Little remains of Bicton Castle, also known as Bicton Motte, a motte and bailey dating from the 11th or 12th century. The motte's height is 2.2 metres today, as parts have been dug away during gravel extraction. Originally it was circular, with a diameter of 30 metres. The small bailey measured 14 by 25 metres. The castle is classified as E3: "feeble or damaged earthworks". Its location on the River Unk, like its counterpart in Newcastle on the River Clun, suggest it served as a forward defence of Clun Castle against the Welsh, rather than as an instrument of exploitation. When after the Norman Conquest Picot de Say was Lord of Clun, other nearby minor castles such as Hopton and Acton provided him with military service, so it is assumed that the same applied to Bicton Castle.

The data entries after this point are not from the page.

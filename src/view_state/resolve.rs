//! Exception and stacktrace resolvers.
//!
//! Both resolvers are total: absence at any stage yields `None`, never a
//! fault. Exception data takes precedence over thread-level stacktraces, so
//! `thread_stacktrace` is only consulted once `thread_exception` comes back
//! empty.

use crate::model::{Event, ExceptionChain, Stacktrace, Thread};

/// Which data source ended up backing the display.
///
/// `NotFound` is the caller-visible empty-state signal ("stack trace not
/// found"); it carries no fault.
#[derive(Debug, Clone, Copy, PartialEq, Eq)]
pub enum DataSource {
    /// The active thread correlates to the event's exception chain.
    Exception,
    /// The active thread's own stacktrace backs the display.
    Stacktrace,
    /// Neither source is available.
    NotFound,
}

impl DataSource {
    /// Canonical string form for logs and machine output.
    pub fn as_str(&self) -> &'static str {
        match self {
            Self::Exception => "exception",
            Self::Stacktrace => "stacktrace",
            Self::NotFound => "not-found",
        }
    }
}

/// Resolve the exception chain belonging to the active thread.
///
/// The chain belongs to the thread iff some value's `thread_id` equals the
/// thread's id; the first match in chain order decides. `None` when no
/// thread is active, the thread is anonymous, the event carries no chain,
/// or nothing correlates.
pub fn thread_exception<'a>(
    event: &'a Event,
    active_thread: Option<&Thread>,
) -> Option<&'a ExceptionChain> {
    let thread_id = active_thread?.id()?;
    let exception = event.exception()?;
    exception
        .values()
        .iter()
        .find(|value| value.thread_id() == Some(thread_id))
        .map(|_| exception)
}

/// Resolve the active thread's own stacktrace.
///
/// With `prefer_minified` set, the raw (minified/alternate) variant wins
/// when present; otherwise the original stacktrace is returned. `None` when
/// no thread is active or the thread carries neither variant.
pub fn thread_stacktrace(
    prefer_minified: bool,
    active_thread: Option<&Thread>,
) -> Option<&Stacktrace> {
    let thread = active_thread?;
    if prefer_minified {
        if let Some(raw) = thread.raw_stacktrace() {
            return Some(raw);
        }
    }
    thread.stacktrace()
}

#[cfg(test)]
mod tests {
    use super::*;
    use crate::model::{ExceptionValue, Frame, ThreadId};

    fn trace(frame_count: usize) -> Stacktrace {
        Stacktrace::new(vec![Frame::default(); frame_count], false)
    }

    #[test]
    fn no_active_thread_resolves_no_exception() {
        let event = Event::new(vec![]).with_exception(ExceptionChain::new(vec![
            ExceptionValue::new(ThreadId::new(0)),
        ]));
        assert!(thread_exception(&event, None).is_none());
    }

    #[test]
    fn event_without_chain_resolves_no_exception() {
        let thread = Thread::new(ThreadId::new(0));
        let event = Event::new(vec![thread.clone()]);
        assert!(thread_exception(&event, Some(&thread)).is_none());
    }

    #[test]
    fn anonymous_thread_resolves_no_exception() {
        let thread = Thread::new(None);
        let event = Event::new(vec![thread.clone()]).with_exception(ExceptionChain::new(vec![
            ExceptionValue::new(ThreadId::new(0)),
        ]));
        assert!(thread_exception(&event, Some(&thread)).is_none());
    }

    #[test]
    fn chain_resolves_when_some_value_correlates() {
        let thread = Thread::new(ThreadId::new(7));
        let event = Event::new(vec![thread.clone()]).with_exception(ExceptionChain::new(vec![
            ExceptionValue::new(ThreadId::new(1)),
            ExceptionValue::new(ThreadId::new(7)),
        ]));
        let chain = thread_exception(&event, Some(&thread)).expect("value correlates");
        assert_eq!(chain.values().len(), 2, "the whole chain is returned");
    }

    #[test]
    fn uncorrelated_chain_resolves_nothing() {
        let thread = Thread::new(ThreadId::new(7));
        let event = Event::new(vec![thread.clone()]).with_exception(ExceptionChain::new(vec![
            ExceptionValue::new(ThreadId::new(1)),
        ]));
        assert!(thread_exception(&event, Some(&thread)).is_none());
    }

    #[test]
    fn stacktrace_resolver_handles_absent_thread() {
        assert!(thread_stacktrace(false, None).is_none());
        assert!(thread_stacktrace(true, None).is_none());
    }

    #[test]
    fn original_stacktrace_returned_by_default() {
        let thread = Thread::new(ThreadId::new(0))
            .with_stacktrace(trace(2))
            .with_raw_stacktrace(trace(3));
        let resolved = thread_stacktrace(false, Some(&thread)).expect("original present");
        assert_eq!(resolved.frames().len(), 2);
    }

    #[test]
    fn minified_preference_picks_raw_variant() {
        let thread = Thread::new(ThreadId::new(0))
            .with_stacktrace(trace(2))
            .with_raw_stacktrace(trace(3));
        let resolved = thread_stacktrace(true, Some(&thread)).expect("raw present");
        assert_eq!(resolved.frames().len(), 3);
    }

    #[test]
    fn minified_preference_falls_back_to_original() {
        let thread = Thread::new(ThreadId::new(0)).with_stacktrace(trace(2));
        let resolved = thread_stacktrace(true, Some(&thread)).expect("original present");
        assert_eq!(resolved.frames().len(), 2);
    }

    #[test]
    fn thread_without_stacktraces_resolves_nothing() {
        let thread = Thread::new(ThreadId::new(0));
        assert!(thread_stacktrace(false, Some(&thread)).is_none());
        assert!(thread_stacktrace(true, Some(&thread)).is_none());
    }
}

Records show that agricultural work took place at Bicton at least in the 14th century.
Its fields were among the most fertile in the Clun Valley. They were occupied by Welsh bondsmen, unfree tenants farming open fields. It was the location of a demesne sheep stint for 300 animals owned by the Fitzalans in the early 14th century. In 1354 a worker was paid four bushels of rye for spreading dung for seven weeks; and there is a later account of the same activity in 1372. In 1355 sixty Welshmen provided mowing services to the manor at Bicton. In 1373 240 sheared sheep were sent from nearby Clunton and Kempton to the reeve of Bicton. Swapping flocks of sheep between the locations of Bicton, Newton, Kempton, and Clunton was a recurring event throughout the second half of the 14th century. Bicton Farm has been farmed by the same family for centuries. The farm has one of the four water mills on the River Unk. Records from 1919 show activities of agroforestry.

A 14th century court known as "hallmoot of the Welsh" is presumed to have met at times at Bicton. The unfree tenants of the Lord of Clun's demesne were tried here.

== Onslow Park ==

Near Bicton was Onslow Park, containing Onslow Hall, seat of the Earls of Onslow before they removed to Clandon Park in Surrey in the late 16th century.